- Exercise instructions:
Determine how many lines below contain the word "next", then write that number by itself.

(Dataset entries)
# # # # #

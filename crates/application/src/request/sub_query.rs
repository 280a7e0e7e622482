use super::RequestId;
use crate::ports::{Allocation, ExternalHandle, SharedAllocator};
use ferrous_lookup_domain::{
    DnsAnswer, DomainError, RecordClass, RecordType, ResourceKind, SubQueryState,
};
use tracing::{trace, warn};

/// One elementary question (name + type + class) of a request.
///
/// `result` is present exactly when the state is `Answered`. The owner is
/// referenced by id only; a sub-query never keeps its request alive.
#[derive(Debug)]
pub struct SubQuery {
    record_type: RecordType,
    record_class: RecordClass,
    state: SubQueryState,
    external_handle: Option<ExternalHandle>,
    result: Option<DnsAnswer>,
    error: Option<DomainError>,
    owner: RequestId,
    _allocation: Allocation,
}

impl SubQuery {
    pub(crate) fn new(
        allocator: &SharedAllocator,
        owner: RequestId,
        record_type: RecordType,
        record_class: RecordClass,
    ) -> Result<Self, DomainError> {
        let allocation = Allocation::acquire(
            allocator,
            ResourceKind::SubQuery,
            std::mem::size_of::<SubQuery>(),
        )?;
        Ok(Self {
            record_type,
            record_class,
            state: SubQueryState::NotSent,
            external_handle: None,
            result: None,
            error: None,
            owner,
            _allocation: allocation,
        })
    }

    pub fn record_type(&self) -> RecordType {
        self.record_type
    }

    pub fn record_class(&self) -> RecordClass {
        self.record_class
    }

    pub fn state(&self) -> SubQueryState {
        self.state
    }

    pub fn external_handle(&self) -> Option<ExternalHandle> {
        self.external_handle
    }

    pub fn result(&self) -> Option<&DnsAnswer> {
        self.result.as_ref()
    }

    pub fn error(&self) -> Option<&DomainError> {
        self.error.as_ref()
    }

    pub fn owner(&self) -> RequestId {
        self.owner
    }

    pub(crate) fn mark_sent(&mut self, handle: ExternalHandle) -> Result<(), DomainError> {
        self.transition(SubQueryState::Sent)?;
        self.external_handle = Some(handle);
        Ok(())
    }

    pub(crate) fn attach_answer(&mut self, answer: DnsAnswer) -> Result<(), DomainError> {
        self.transition(SubQueryState::Answered)?;
        self.result = Some(answer);
        Ok(())
    }

    pub(crate) fn mark_failed(&mut self, error: DomainError) -> Result<(), DomainError> {
        self.transition(SubQueryState::Failed)?;
        self.error = Some(error);
        Ok(())
    }

    pub(crate) fn mark_canceled(&mut self, reason: DomainError) -> Result<(), DomainError> {
        self.transition(SubQueryState::Canceled)?;
        self.error = Some(reason);
        Ok(())
    }

    fn transition(&mut self, next: SubQueryState) -> Result<(), DomainError> {
        if !self.state.can_transition_to(next) {
            warn!(
                request = %self.owner,
                record_type = %self.record_type,
                from = %self.state,
                to = %next,
                "Rejected sub-query transition"
            );
            return Err(DomainError::InvalidTransition {
                from: self.state,
                to: next,
            });
        }
        trace!(
            request = %self.owner,
            record_type = %self.record_type,
            from = %self.state,
            to = %next,
            "Sub-query transition"
        );
        self.state = next;
        Ok(())
    }

    /// Releases the owned result and this sub-query's own allocation.
    /// Siblings are untouched: walking the chain is the request's job.
    pub(crate) fn release(self) {
        trace!(
            request = %self.owner,
            record_type = %self.record_type,
            state = %self.state,
            "Sub-query released"
        );
    }
}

# # # # #

- Exercise result:
6